“A inconsistência sempre foi o calcanhar de Aquiles do pensamento liberal; que combina uma confiança inabalável no Progresso, com uma não menos estrita recusa em glorificar a História, em termos marxistas e hegelianos, sendo que só esta poderia justificar e garantir aquele.”
Hannah Arendt ("On violence")
O papel da teoria nas nossas vidas é geralmente desconsiderado. Mas é a passagem dum simples preconceito a uma teoria, mesmo incipiente, que frequentemente endurece as posições e faz com que algumas leis razoáveis não tenham qualquer viabilidade prática.

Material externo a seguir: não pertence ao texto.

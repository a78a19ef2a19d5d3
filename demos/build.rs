//! Build Script for the snooze demos
//!
//! Not required when using snooze as a library

// Copyright (c) 2025 Ferrous Systems
// SPDX-License-Identifier: CC0-1.0

use std::{env, error::Error, fs, path::PathBuf};

fn main() -> Result<(), Box<dyn Error>> {
    let out_dir = PathBuf::from(env::var("OUT_DIR")?);
    // put memory layout (linker script) in the linker search path as the
    // package root isn't always searched
    fs::copy("memory.x", out_dir.join("memory.x"))?;
    // important - if the file changes, re-run the build
    println!("cargo::rerun-if-changed=memory.x");
    // tell the linker where to find it
    println!("cargo::rustc-link-search={}", out_dir.display());
    Ok(())
}

// End of File
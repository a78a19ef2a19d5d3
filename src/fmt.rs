//! Internal logging macros
//!
//! These forward to `defmt` when the `defmt` feature is enabled and compile
//! to nothing otherwise, so host builds and `cargo test` link without a
//! global logger.

#![allow(unused_macros)]

macro_rules! trace {
    ($s:literal $(, $x:expr)* $(,)?) => {{
        #[cfg(feature = "defmt")]
        defmt::trace!($s $(, $x)*);
        #[cfg(not(feature = "defmt"))]
        let _ = ($( & $x ),*);
    }};
}

macro_rules! debug {
    ($s:literal $(, $x:expr)* $(,)?) => {{
        #[cfg(feature = "defmt")]
        defmt::debug!($s $(, $x)*);
        #[cfg(not(feature = "defmt"))]
        let _ = ($( & $x ),*);
    }};
}

macro_rules! warn {
    ($s:literal $(, $x:expr)* $(,)?) => {{
        #[cfg(feature = "defmt")]
        defmt::warn!($s $(, $x)*);
        #[cfg(not(feature = "defmt"))]
        let _ = ($( & $x ),*);
    }};
}

// End of File
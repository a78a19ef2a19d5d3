//! Common panic/fault handlers for the demos

#![no_std]

use defmt_semihosting as _;

/// Called when a panic occurs.
///
/// Logs the panic to defmt and then crashes the CPU.
#[panic_handler]
fn panic(info: &core::panic::PanicInfo) -> ! {
    defmt::println!("PANIC: {}", defmt::Debug2Format(info));
    cortex_m::asm::udf();
}

/// Called when a HardFault occurs.
///
/// Logs the fault to defmt and then crashes the CPU.
#[cortex_m_rt::exception]
unsafe fn HardFault(info: &cortex_m_rt::ExceptionFrame) -> ! {
    defmt::println!("FAULT: {}", defmt::Debug2Format(info));
    cortex_m::asm::udf();
}

// End of File
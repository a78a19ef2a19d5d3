//! Run a callback in N ticks' time.
//!
//! A fixed-capacity deferred-call scheduler for interrupt-driven
//! microcontroller firmware. Code anywhere - the main loop, an interrupt
//! handler, a running callback - asks for "call this in `delay` ticks", and
//! the main loop drains whatever has come due by calling
//! [`Scheduler::poll`]. Callbacks run to completion, in due-time order,
//! with interrupts enabled.
//!
//! There is no allocation anywhere: the pending-task store is an inline
//! array whose capacity is a const generic, and a full store rejects new
//! work rather than growing. Deadlines survive tick-counter wraparound for
//! delays up to half the counter range.
//!
//! The scheduler is generic over a [`Platform`], which supplies the tick
//! counter and the critical section that fences interrupt handlers off the
//! task store. [`CortexM`] implements it for Arm parts; tests and other
//! targets can supply their own.
//!
//! ```
//! use core::sync::atomic::{AtomicU32, Ordering};
//! use snooze::{Platform, Scheduler, Tick};
//!
//! struct Clock(AtomicU32);
//!
//! impl Platform for Clock {
//!     fn now(&self) -> Tick {
//!         self.0.load(Ordering::Relaxed)
//!     }
//!     fn critical_section<R>(&self, f: impl FnOnce() -> R) -> R {
//!         // single-threaded example; real hardware masks interrupts here
//!         f()
//!     }
//!     fn sleep(&self) {}
//! }
//!
//! fn beep() {
//!     // called at tick 10
//! }
//!
//! let clock = Clock(AtomicU32::new(0));
//! let scheduler: Scheduler<&Clock, 8> = Scheduler::new(&clock);
//! scheduler.schedule(10, &beep).unwrap();
//!
//! clock.0.store(9, Ordering::Relaxed);
//! assert_eq!(scheduler.poll(), 0);
//! clock.0.store(10, Ordering::Relaxed);
//! assert_eq!(scheduler.poll(), 1);
//! ```

#![cfg_attr(not(test), no_std)]

// Must come first so the other modules see its macros
#[macro_use]
mod fmt;

mod platform;
mod queue;
mod scheduler;
mod task;

#[cfg(target_arch = "arm")]
pub use platform::CortexM;
pub use platform::Platform;
pub use scheduler::{QueueFull, Scheduler};
pub use task::{TaskFn, TaskId, Tick};
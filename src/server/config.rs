//! Server configuration, loaded from an optional `simdex` config file
//! plus `SIMDEX_*` environment variables.

use crate::engine::{EngineConfig, DEFAULT_MAX_UPLOAD_BYTES, DEFAULT_TOP_MATCHES};
use serde::Deserialize;
use std::net::SocketAddr;
use std::time::Duration;

#[derive(Debug, Clone, Deserialize)]
pub struct ServerConfig {
    #[serde(default = "default_bind_addr")]
    pub bind_addr: String,
    #[serde(default = "default_port")]
    pub port: u16,
    #[serde(default = "default_timeout_secs")]
    pub timeout_secs: u64,
    #[serde(default = "default_max_upload_bytes")]
    pub max_upload_bytes: usize,
    #[serde(default = "default_top_matches")]
    pub top_matches: usize,
    #[serde(default = "default_database_path")]
    pub database_path: String,
    #[serde(default = "default_log_level")]
    pub log_level: String,
}

fn default_bind_addr() -> String {
    "0.0.0.0".to_string()
}

fn default_port() -> u16 {
    8080
}

fn default_timeout_secs() -> u64 {
    30
}

fn default_max_upload_bytes() -> usize {
    DEFAULT_MAX_UPLOAD_BYTES
}

fn default_top_matches() -> usize {
    DEFAULT_TOP_MATCHES
}

fn default_database_path() -> String {
    "data/corpus.json".to_string()
}

fn default_log_level() -> String {
    "info".to_string()
}

impl Default for ServerConfig {
    fn default() -> Self {
        Self {
            bind_addr: default_bind_addr(),
            port: default_port(),
            timeout_secs: default_timeout_secs(),
            max_upload_bytes: default_max_upload_bytes(),
            top_matches: default_top_matches(),
            database_path: default_database_path(),
            log_level: default_log_level(),
        }
    }
}

impl ServerConfig {
    /// Layered load: `simdex.{toml,yaml,json}` in the working directory if
    /// present, then `SIMDEX_*` environment variables (`__` separates
    /// nested keys) on top.
    pub fn load() -> Result<Self, config::ConfigError> {
        config::Config::builder()
            .add_source(config::File::with_name("simdex").required(false))
            .add_source(config::Environment::with_prefix("SIMDEX").separator("__"))
            .build()?
            .try_deserialize()
    }

    pub fn socket_addr(&self) -> Result<SocketAddr, std::net::AddrParseError> {
        format!("{}:{}", self.bind_addr, self.port).parse()
    }

    pub fn timeout(&self) -> Duration {
        Duration::from_secs(self.timeout_secs)
    }

    pub fn engine_config(&self) -> EngineConfig {
        EngineConfig {
            max_upload_bytes: self.max_upload_bytes,
            top_matches: self.top_matches,
        }
    }
}
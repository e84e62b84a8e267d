//! End-to-end engine tests: ingest, query, compare, reload against a
//! corpus persisted in a temp directory.

use simdex::engine::{Engine, EngineConfig, IngestOutcome, SchemeOutcome};
use simdex::error::{EngineError, ExtractError};
use simdex::store::CorpusStore;
use tempfile::TempDir;

fn engine_in(dir: &TempDir) -> Engine {
    let store = CorpusStore::new(dir.path().join("corpus.json"));
    Engine::open(store, EngineConfig::default()).unwrap()
}

/// Deterministic prose, long enough to clear both fingerprint floors
/// when `lines` is large.
fn prose(seed: usize, lines: usize) -> Vec<u8> {
    let mut out = String::new();
    for i in 0..lines {
        out.push_str(&format!(
            "Document {seed} line {i}: pack my box with five dozen liquor \
             jugs while {i} couriers wait at the {seed} gate.\n"
        ));
    }
    out.into_bytes()
}

#[test]
fn ingest_then_query_ranks_both_schemes() {
    let dir = tempfile::tempdir().unwrap();
    let engine = engine_in(&dir);

    // a: large, both fingerprints; b: small, block fingerprint only
    let a = prose(1, 60);
    let b = prose(1, 8);
    assert!(a.len() >= 4096 && b.len() >= 50 && b.len() < 4096);

    let outcome = engine.ingest(&a, "a.txt", None).unwrap();
    let digest_a = outcome.digest().to_string();
    engine.ingest(&b, "b.txt", None).unwrap();

    let report = engine.query(&digest_a).unwrap();
    assert_eq!(report.sha256, digest_a);
    assert_eq!(report.entry.names, vec!["a.txt"]);

    // self-match tops the merged view with a perfect score on both schemes
    let top = &report.similar[0];
    assert_eq!(top.digest, digest_a);
    assert_eq!((top.block_score, top.ctph_score), (100, 100));

    // b is reachable through the block scheme only
    let other = report
        .similar
        .iter()
        .find(|s| s.digest != digest_a)
        .expect("b should appear in the merged view");
    assert!(other.block_score < 100);
    assert_eq!(other.ctph_score, 0);
}

#[test]
fn compare_degrades_to_block_only_below_the_ctph_floor() {
    let dir = tempfile::tempdir().unwrap();
    let engine = engine_in(&dir);
    engine.ingest(&prose(1, 60), "a.txt", None).unwrap();

    let small = prose(1, 38);
    assert!(small.len() >= 50 && small.len() < 4096);
    let report = engine.compare(&small, "small.txt", false).unwrap();

    assert!(!report.block.matches.is_empty());
    assert!(matches!(report.ctph, SchemeOutcome::Unavailable { .. }));
    assert!(report.similar.iter().all(|s| s.ctph_score == 0));
    assert!(!report.saved);
}

#[test]
fn failed_pipeline_never_mutates_the_corpus() {
    let dir = tempfile::tempdir().unwrap();
    let engine = engine_in(&dir);

    let err = engine.compare(&[0x41u8; 30], "tiny.bin", true).unwrap_err();
    assert!(matches!(
        err,
        EngineError::Extract(ExtractError::TooSmall { got: 30, min: 50 })
    ));
    assert_eq!(engine.stats().entries, 0);

    // nothing was persisted either
    let reopened = engine_in(&dir);
    assert_eq!(reopened.stats().entries, 0);
}

#[test]
fn reingestion_refreshes_the_entry_instead_of_duplicating() {
    let dir = tempfile::tempdir().unwrap();
    let engine = engine_in(&dir);
    let bytes = prose(3, 60);

    let first = engine.ingest(&bytes, "orig.txt", None).unwrap();
    let digest = first.digest().to_string();
    assert!(matches!(first, IngestOutcome::Added { .. }));

    let second = engine.ingest(&bytes, "copy.txt", None).unwrap();
    assert!(matches!(second, IngestOutcome::AlreadyKnown { .. }));
    assert_eq!(second.digest(), digest);

    assert_eq!(engine.stats().entries, 1);
    let report = engine.query(&digest).unwrap();
    assert_eq!(report.entry.names, vec!["orig.txt", "copy.txt"]);
    assert!(report.entry.last_upload_date >= report.entry.first_upload_date);
}

#[test]
fn compare_with_persist_saves_once() {
    let dir = tempfile::tempdir().unwrap();
    let engine = engine_in(&dir);
    let bytes = prose(4, 60);

    let first = engine.compare(&bytes, "x.txt", true).unwrap();
    assert!(!first.already_known);
    assert!(first.saved);

    let second = engine.compare(&bytes, "x-again.txt", true).unwrap();
    assert!(second.already_known);
    assert!(!second.saved, "known content must not count as a new save");
    assert_eq!(engine.stats().entries, 1);

    // the re-upload still refreshed the alias list
    let report = engine.query(&second.sha256).unwrap();
    assert_eq!(report.entry.names, vec!["x.txt", "x-again.txt"]);
}

#[test]
fn reload_picks_up_external_database_changes() {
    let dir = tempfile::tempdir().unwrap();
    let engine = engine_in(&dir);
    engine.ingest(&prose(5, 60), "a.txt", None).unwrap();
    assert_eq!(engine.stats().entries, 1);

    // a second engine writing to the same store simulates an external edit
    let other = engine_in(&dir);
    other.ingest(&prose(6, 60), "b.txt", None).unwrap();

    assert_eq!(engine.stats().entries, 1, "stale until reloaded");
    let stats = engine.reload().unwrap();
    assert_eq!(stats.entries, 2);
    assert_eq!(stats.block_index, 2);
}

#[test]
fn oversized_uploads_are_rejected_up_front() {
    let dir = tempfile::tempdir().unwrap();
    let store = CorpusStore::new(dir.path().join("corpus.json"));
    let engine = Engine::open(
        store,
        EngineConfig {
            max_upload_bytes: 1024,
            top_matches: 10,
        },
    )
    .unwrap();

    let err = engine.compare(&vec![0u8; 2048], "big.bin", false).unwrap_err();
    assert!(matches!(err, EngineError::TooLarge { size: 2048, max: 1024 }));
}
//! Error types for the extraction, fingerprinting, and persistence layers.

use crate::codec::Scheme;
use thiserror::Error;

/// Failures while turning raw upload bytes into fingerprintable content.
#[derive(Debug, Clone, PartialEq, Eq, Error)]
pub enum ExtractError {
    #[error("content too small to fingerprint: {got} bytes, need at least {min}")]
    TooSmall { got: usize, min: usize },

    #[error("no extractable text ({scanned} {unit} scanned)")]
    NoExtractableText { scanned: usize, unit: &'static str },

    #[error("document is corrupt, encrypted, or unsupported: {0}")]
    CorruptOrProtected(String),
}

/// Failures while computing or comparing fuzzy fingerprints.
#[derive(Debug, Clone, PartialEq, Eq, Error)]
pub enum CodecError {
    #[error("{scheme} fingerprint needs at least {min} bytes of content, got {got}")]
    InputTooSmall {
        scheme: Scheme,
        min: usize,
        got: usize,
    },

    #[error("content too repetitive to fingerprint: {populated} buckets populated, {needed} required")]
    InsufficientEntropy { populated: usize, needed: usize },

    #[error("malformed {scheme} fingerprint: {detail}")]
    MalformedFingerprint { scheme: Scheme, detail: String },
}

/// Failures of the on-disk corpus store. Malformed data is surfaced to the
/// caller, never partially recovered.
#[derive(Debug, Error)]
pub enum StoreError {
    #[error("corpus database i/o failure: {0}")]
    Io(#[from] std::io::Error),

    #[error("corpus database is malformed: {0}")]
    Malformed(#[from] serde_json::Error),
}

/// Failures of engine-level operations, as reported to the service layer.
#[derive(Debug, Error)]
pub enum EngineError {
    #[error("file exceeds the upload limit: {size} bytes, max {max}")]
    TooLarge { size: usize, max: usize },

    #[error(transparent)]
    Extract(#[from] ExtractError),

    #[error(transparent)]
    Codec(#[from] CodecError),

    #[error(transparent)]
    Store(#[from] StoreError),

    #[error("no file with digest {0} in the corpus")]
    UnknownDigest(String),
}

A ideia do Progresso é, no fundo, a crença em que o desenvolvimento natural das actuais potencialidades da sociedade humana, se não entravarmos o seu curso espontâneo, é essencialmente bom para a Humanidade.
Um dos pais do liberalismo económico, Adam Smith, acreditava no Progresso, sob a forma da célebre Mão Invisível que, no final de contas, transformava os vícios privados em virtudes públicas.
Tal optimismo foi, posteriormente, várias vezes desmentido pela realidade, levando a que os Estados, muitas vezes, tivessem que ajudar a Mão Invisível. De facto, a ideia do Progresso não está alicerçada em nada, a não ser no prodigioso desenvolvimento das ciências naturais, a partir do século XVI, e das suas aplicações técnicas, as quais, por outro lado, tornaram o planeta cada vez mais vulnerável. Isto é, marcaram um prazo para o Progresso, tal como tem vindo a ocorrer, ao fim do qual só nos resta desaparecer ou voltar atrás, se for ainda possível.
A inconsistência de que fala Hannah Arendt, a propósito daqueles que confiam no livre jogo das forças em presença (mesmo quando concedem nalguns amortecedores) é também o fruto, ainda mal digerido, da terrível experiência, no século XX, do Estado totalitário.
Mas quando a experiência nos leva a incorrer no erro contrário, não é uma experiência, é um espantalho.